▸ **Material for the task**:
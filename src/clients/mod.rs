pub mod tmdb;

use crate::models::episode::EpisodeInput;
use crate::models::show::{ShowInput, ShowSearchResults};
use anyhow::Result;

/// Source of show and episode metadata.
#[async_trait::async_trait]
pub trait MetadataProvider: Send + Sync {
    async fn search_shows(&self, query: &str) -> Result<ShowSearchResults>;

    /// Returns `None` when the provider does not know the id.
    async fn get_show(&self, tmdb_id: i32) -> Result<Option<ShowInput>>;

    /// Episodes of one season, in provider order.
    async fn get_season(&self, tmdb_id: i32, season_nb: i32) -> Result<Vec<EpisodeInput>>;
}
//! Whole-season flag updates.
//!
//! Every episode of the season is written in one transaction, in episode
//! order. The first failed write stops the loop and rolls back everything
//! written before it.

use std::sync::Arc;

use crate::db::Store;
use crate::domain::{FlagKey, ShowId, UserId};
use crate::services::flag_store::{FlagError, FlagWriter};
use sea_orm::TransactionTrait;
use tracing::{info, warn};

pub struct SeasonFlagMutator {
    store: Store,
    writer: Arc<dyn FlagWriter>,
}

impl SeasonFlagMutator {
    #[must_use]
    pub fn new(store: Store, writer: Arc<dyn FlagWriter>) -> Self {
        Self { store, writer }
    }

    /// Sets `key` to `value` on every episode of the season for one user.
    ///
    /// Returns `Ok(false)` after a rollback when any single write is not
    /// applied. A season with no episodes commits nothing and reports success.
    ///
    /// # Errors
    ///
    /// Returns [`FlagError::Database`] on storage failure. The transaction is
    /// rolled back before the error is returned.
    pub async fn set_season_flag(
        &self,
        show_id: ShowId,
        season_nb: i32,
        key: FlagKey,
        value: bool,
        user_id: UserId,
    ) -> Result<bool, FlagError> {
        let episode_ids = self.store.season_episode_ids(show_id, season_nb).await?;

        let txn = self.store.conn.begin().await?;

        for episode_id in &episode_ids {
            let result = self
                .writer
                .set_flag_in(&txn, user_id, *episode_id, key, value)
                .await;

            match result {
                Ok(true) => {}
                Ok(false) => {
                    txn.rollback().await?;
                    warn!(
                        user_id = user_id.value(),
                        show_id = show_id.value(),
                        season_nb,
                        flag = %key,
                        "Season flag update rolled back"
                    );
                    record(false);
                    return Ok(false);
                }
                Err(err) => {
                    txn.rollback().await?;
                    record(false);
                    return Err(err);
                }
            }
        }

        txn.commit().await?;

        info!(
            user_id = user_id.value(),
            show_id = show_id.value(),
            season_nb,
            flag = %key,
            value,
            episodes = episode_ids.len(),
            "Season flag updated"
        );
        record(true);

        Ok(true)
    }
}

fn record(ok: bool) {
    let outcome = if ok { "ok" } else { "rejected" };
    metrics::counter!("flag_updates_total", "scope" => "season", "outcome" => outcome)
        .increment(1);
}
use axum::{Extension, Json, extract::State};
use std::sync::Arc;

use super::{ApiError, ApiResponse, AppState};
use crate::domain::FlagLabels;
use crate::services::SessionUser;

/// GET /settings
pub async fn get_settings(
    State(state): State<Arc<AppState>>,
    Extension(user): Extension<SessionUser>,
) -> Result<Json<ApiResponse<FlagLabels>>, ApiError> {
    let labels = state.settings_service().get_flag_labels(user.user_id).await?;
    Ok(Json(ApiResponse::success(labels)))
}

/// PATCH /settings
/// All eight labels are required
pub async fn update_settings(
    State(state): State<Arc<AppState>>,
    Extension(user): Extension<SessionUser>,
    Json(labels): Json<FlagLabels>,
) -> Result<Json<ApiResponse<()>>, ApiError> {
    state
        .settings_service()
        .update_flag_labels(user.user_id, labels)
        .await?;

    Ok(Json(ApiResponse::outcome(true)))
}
==
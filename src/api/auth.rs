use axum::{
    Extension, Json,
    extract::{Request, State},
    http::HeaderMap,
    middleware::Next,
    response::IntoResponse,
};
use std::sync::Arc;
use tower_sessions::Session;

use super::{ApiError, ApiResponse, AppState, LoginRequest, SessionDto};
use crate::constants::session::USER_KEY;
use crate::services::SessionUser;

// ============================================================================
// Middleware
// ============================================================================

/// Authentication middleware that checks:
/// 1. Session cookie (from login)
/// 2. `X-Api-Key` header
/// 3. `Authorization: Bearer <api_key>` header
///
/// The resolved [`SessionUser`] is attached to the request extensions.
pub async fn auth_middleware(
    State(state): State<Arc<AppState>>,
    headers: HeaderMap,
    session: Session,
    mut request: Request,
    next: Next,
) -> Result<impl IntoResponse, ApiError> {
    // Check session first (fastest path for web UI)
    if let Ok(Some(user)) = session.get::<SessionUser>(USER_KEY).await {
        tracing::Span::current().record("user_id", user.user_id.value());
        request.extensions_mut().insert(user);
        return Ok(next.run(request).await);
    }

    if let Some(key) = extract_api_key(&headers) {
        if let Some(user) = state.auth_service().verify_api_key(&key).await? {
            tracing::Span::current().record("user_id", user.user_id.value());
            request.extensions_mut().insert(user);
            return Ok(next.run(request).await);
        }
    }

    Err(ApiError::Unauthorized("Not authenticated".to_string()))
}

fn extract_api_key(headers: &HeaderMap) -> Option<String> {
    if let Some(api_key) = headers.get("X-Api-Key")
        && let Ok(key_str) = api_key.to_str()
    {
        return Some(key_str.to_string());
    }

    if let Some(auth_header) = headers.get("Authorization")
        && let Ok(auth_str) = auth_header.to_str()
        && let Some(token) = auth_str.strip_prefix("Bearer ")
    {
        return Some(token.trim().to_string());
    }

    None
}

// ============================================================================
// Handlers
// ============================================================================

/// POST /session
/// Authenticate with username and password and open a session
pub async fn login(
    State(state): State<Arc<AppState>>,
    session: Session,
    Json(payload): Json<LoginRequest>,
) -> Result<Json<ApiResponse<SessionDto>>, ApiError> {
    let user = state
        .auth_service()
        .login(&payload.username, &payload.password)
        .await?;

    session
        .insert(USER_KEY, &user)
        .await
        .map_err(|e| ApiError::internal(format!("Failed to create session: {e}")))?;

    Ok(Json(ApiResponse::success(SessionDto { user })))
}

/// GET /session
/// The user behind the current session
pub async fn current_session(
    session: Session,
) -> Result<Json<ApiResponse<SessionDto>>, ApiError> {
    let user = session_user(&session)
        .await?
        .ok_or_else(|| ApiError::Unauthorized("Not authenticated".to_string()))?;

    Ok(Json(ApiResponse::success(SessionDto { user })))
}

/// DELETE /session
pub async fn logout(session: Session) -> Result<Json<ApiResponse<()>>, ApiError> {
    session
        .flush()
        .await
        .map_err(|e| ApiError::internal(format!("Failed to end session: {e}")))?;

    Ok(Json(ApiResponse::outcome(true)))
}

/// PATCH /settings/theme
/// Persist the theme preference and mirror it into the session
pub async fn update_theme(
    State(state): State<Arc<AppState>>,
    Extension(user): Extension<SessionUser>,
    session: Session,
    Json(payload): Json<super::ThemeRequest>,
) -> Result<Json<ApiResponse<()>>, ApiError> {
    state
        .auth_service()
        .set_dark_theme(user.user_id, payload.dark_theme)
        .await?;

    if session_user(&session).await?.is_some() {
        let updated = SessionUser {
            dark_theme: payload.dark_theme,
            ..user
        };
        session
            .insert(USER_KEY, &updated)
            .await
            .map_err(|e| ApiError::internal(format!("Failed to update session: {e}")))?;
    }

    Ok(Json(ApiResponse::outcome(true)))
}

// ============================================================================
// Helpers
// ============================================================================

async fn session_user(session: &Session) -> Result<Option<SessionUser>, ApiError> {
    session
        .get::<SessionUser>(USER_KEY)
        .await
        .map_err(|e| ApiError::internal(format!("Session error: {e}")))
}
==
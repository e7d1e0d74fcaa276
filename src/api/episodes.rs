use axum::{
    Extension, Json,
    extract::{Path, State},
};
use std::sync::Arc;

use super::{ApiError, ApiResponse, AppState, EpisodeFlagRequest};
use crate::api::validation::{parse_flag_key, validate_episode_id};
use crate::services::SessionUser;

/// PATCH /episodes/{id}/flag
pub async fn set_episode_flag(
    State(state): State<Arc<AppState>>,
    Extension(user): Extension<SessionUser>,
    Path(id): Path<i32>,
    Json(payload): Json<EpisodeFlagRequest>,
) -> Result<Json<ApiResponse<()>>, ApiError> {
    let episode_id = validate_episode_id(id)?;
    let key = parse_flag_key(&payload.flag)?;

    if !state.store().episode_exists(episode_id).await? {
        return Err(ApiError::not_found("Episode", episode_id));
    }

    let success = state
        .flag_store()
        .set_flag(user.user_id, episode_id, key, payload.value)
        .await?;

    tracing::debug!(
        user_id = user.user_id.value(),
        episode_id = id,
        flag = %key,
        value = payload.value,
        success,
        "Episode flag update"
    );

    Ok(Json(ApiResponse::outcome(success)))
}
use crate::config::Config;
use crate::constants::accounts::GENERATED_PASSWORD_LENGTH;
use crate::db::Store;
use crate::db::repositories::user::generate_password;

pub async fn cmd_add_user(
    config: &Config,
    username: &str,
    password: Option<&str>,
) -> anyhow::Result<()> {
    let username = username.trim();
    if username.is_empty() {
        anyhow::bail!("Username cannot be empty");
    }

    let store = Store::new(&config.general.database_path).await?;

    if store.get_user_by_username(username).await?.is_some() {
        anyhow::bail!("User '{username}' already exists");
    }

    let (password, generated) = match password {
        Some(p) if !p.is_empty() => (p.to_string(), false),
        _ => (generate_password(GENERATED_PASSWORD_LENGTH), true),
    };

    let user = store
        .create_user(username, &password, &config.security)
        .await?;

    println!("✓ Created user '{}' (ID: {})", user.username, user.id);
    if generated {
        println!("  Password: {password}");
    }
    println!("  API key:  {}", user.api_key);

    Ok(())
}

▸ **Goal of the exercise**: Would you copy out each line of the records above where the word "FlagError" occurs?

▸ **The answer**:
use crate::services::flag_store::{FlagError, FlagWriter};
    /// Returns [`FlagError::Database`] on storage failure. The transaction is
    ) -> Result<bool, FlagError> {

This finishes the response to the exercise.